Personal information
- Born: 11 July 1991 (age 35) Lahore, Punjab, Pakistan
- Batting: Right-handed
- Bowling: Left-arm fast-medium
- Role: Bowler

International information
- National side: United Arab Emirates;
- ODI debut (cap 93): 10 August 2022 v Scotland
- Last ODI: 5 March 2023 v Papua New Guinea
- T20I debut (cap 60): 22 August 2022 v Singapore
- Last T20I: 27 September 2022 v Bangladesh
- Source: Cricinfo, 17 February 2023

= Sabir Ali (Emirati cricketer) =

Emirati cricketer (born 1991)

Sabir Ali (born 11 July 1991) is a Pakistani-born cricketer who plays for the United Arab Emirates national cricket team.

==Personal life==
Ali grew up in Lahore, Pakistan.
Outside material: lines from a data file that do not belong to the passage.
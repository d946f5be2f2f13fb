//! Relational session handler over SQLite.
//!
//! The handler bootstraps its own schema on open. Expiry is relative to
//! the last update and evaluated at read time against the stored
//! timestamps; there is no background sweep, so `garbage_collect` prunes
//! rows whose last update is older than the given lifetime.
//!
//! Every row carries the deployment's store/environment pair and every
//! query filters on it, so co-located tenants never see each other's
//! sessions under an id collision.

use std::path::PathBuf;
use std::sync::{Arc, Mutex};
use std::time::Duration;

use chrono::Utc;
use rusqlite::{params, Connection, OptionalExtension};

use crate::config::Config;
use crate::error::{Result, SatchelError};
use crate::handler::SessionHandler;
use crate::metrics::{names, timed, MetricsRecorder, TracingRecorder};

const SCHEMA: &str = r#"
CREATE TABLE IF NOT EXISTS sessions (
    id INTEGER PRIMARY KEY AUTOINCREMENT,
    "key" TEXT NOT NULL UNIQUE,
    value BLOB NOT NULL,
    store TEXT NOT NULL DEFAULT '',
    environment TEXT NOT NULL DEFAULT '',
    expires INTEGER NOT NULL,
    updated_at INTEGER NOT NULL
)
"#;

enum Location {
    Disk(PathBuf),
    Memory,
}

/// Relational session handler.
pub struct SqlHandler {
    location: Location,
    store: String,
    environment: String,
    key_prefix: String,
    lifetime: Duration,
    connection: Mutex<Option<Connection>>,
    metrics: Arc<dyn MetricsRecorder>,
}

impl SqlHandler {
    /// Create a handler from configuration. The connection is established
    /// on `open()`.
    pub fn from_config(config: &Config) -> Self {
        Self {
            location: Location::Disk(config.sql.database_path()),
            store: config.store.store.clone(),
            environment: config.store.environment.clone(),
            key_prefix: config.session.key_prefix.clone(),
            lifetime: config.session.lifetime(),
            connection: Mutex::new(None),
            metrics: Arc::new(TracingRecorder),
        }
    }

    /// Create a handler over an in-memory database.
    ///
    /// Data lives only as long as the connection; meant for tests and
    /// ephemeral use.
    pub fn in_memory(store: &str, environment: &str, lifetime: Duration) -> Self {
        Self {
            location: Location::Memory,
            store: store.to_string(),
            environment: environment.to_string(),
            key_prefix: "session:".to_string(),
            lifetime,
            connection: Mutex::new(None),
            metrics: Arc::new(TracingRecorder),
        }
    }

    /// Replace the metrics recorder.
    pub fn with_metrics(mut self, metrics: Arc<dyn MetricsRecorder>) -> Self {
        self.metrics = metrics;
        self
    }

    fn key(&self, session_id: &str) -> String {
        format!("{}{}", self.key_prefix, session_id)
    }

    fn establish(&self) -> Result<Connection> {
        let conn = match &self.location {
            Location::Disk(path) => {
                if let Some(parent) = path.parent() {
                    std::fs::create_dir_all(parent)
                        .map_err(|e| SatchelError::storage(parent, e))?;
                }
                Connection::open(path)?
            }
            Location::Memory => Connection::open_in_memory()?,
        };
        conn.execute(SCHEMA, [])?;
        Ok(conn)
    }

    fn with_connection<T>(&self, f: impl FnOnce(&Connection) -> Result<T>) -> Result<T> {
        let guard = self.connection.lock().unwrap();
        match guard.as_ref() {
            Some(conn) => f(conn),
            None => Err(SatchelError::backend("sql session handler is not open")),
        }
    }

    /// Shift a row's stamps into the past. Test hook for expiry checks.
    #[cfg(test)]
    fn backdate(&self, session_id: &str, secs: i64) {
        let key = self.key(session_id);
        self.with_connection(|conn| {
            conn.execute(
                r#"UPDATE sessions SET updated_at = updated_at - ?1, expires = expires - ?1 WHERE "key" = ?2"#,
                params![secs, key],
            )?;
            Ok(())
        })
        .unwrap();
    }
}

impl SessionHandler for SqlHandler {
    fn open(&self, _save_path: &str, _session_name: &str) -> bool {
        let mut guard = self.connection.lock().unwrap();
        if guard.is_some() {
            return true;
        }

        match self.establish() {
            Ok(conn) => {
                *guard = Some(conn);
                true
            }
            Err(err) => {
                tracing::warn!("could not open sql session store: {}", err);
                false
            }
        }
    }

    fn close(&self) -> bool {
        *self.connection.lock().unwrap() = None;
        true
    }

    fn read(&self, session_id: &str) -> Result<Vec<u8>> {
        let key = self.key(session_id);
        let now = Utc::now().timestamp();
        let lifetime = self.lifetime.as_secs() as i64;

        timed(self.metrics.as_ref(), names::SQL_READ_TIME, || {
            self.with_connection(|conn| {
                let value = conn
                    .query_row(
                        r#"SELECT value FROM sessions
                           WHERE "key" = ?1 AND store = ?2 AND environment = ?3
                             AND updated_at + ?4 > ?5
                           LIMIT 1"#,
                        params![key, self.store, self.environment, lifetime, now],
                        |row| row.get::<_, Vec<u8>>(0),
                    )
                    .optional()?;
                Ok(value.unwrap_or_default())
            })
        })
    }

    fn write(&self, session_id: &str, payload: &[u8]) -> Result<bool> {
        if payload.is_empty() {
            return Ok(false);
        }

        let key = self.key(session_id);
        let now = Utc::now().timestamp();
        let expires = now + self.lifetime.as_secs() as i64;

        timed(self.metrics.as_ref(), names::SQL_WRITE_TIME, || {
            self.with_connection(|conn| {
                conn.execute(
                    r#"REPLACE INTO sessions ("key", value, store, environment, expires, updated_at)
                       VALUES (?1, ?2, ?3, ?4, ?5, ?6)"#,
                    params![key, payload, self.store, self.environment, expires, now],
                )?;
                Ok(true)
            })
        })
    }

    fn destroy(&self, session_id: &str) -> Result<bool> {
        let key = self.key(session_id);

        timed(self.metrics.as_ref(), names::SQL_DELETE_TIME, || {
            self.with_connection(|conn| {
                conn.execute(r#"DELETE FROM sessions WHERE "key" = ?1"#, params![key])?;
                Ok(true)
            })
        })
    }

    fn garbage_collect(&self, max_lifetime: Duration) -> Result<bool> {
        let now = Utc::now().timestamp();
        let lifetime = max_lifetime.as_secs() as i64;

        self.with_connection(|conn| {
            let removed = conn.execute(
                "DELETE FROM sessions WHERE updated_at + ?1 <= ?2",
                params![lifetime, now],
            )?;
            if removed > 0 {
                tracing::debug!(removed, "swept expired sql sessions");
            }
            Ok(true)
        })
    }
}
He moved to the UAE in 2016.

==Career==
In August 2022, he was named in UAE's One Day International squad for the Tri-Nation series, which was formed part of the 2019–2023 ICC Cricket World Cup League 2. He made his ODI debut for United Arab Emirates against Scotland on 10 August 2022.

In August 2022, he was named in UAE's national squad for the 2022 Asia Cup Qualifier. He made his Twenty20 International (T20I) debut against Singapore on 22 August 2022 in Asia Cup Qualifier.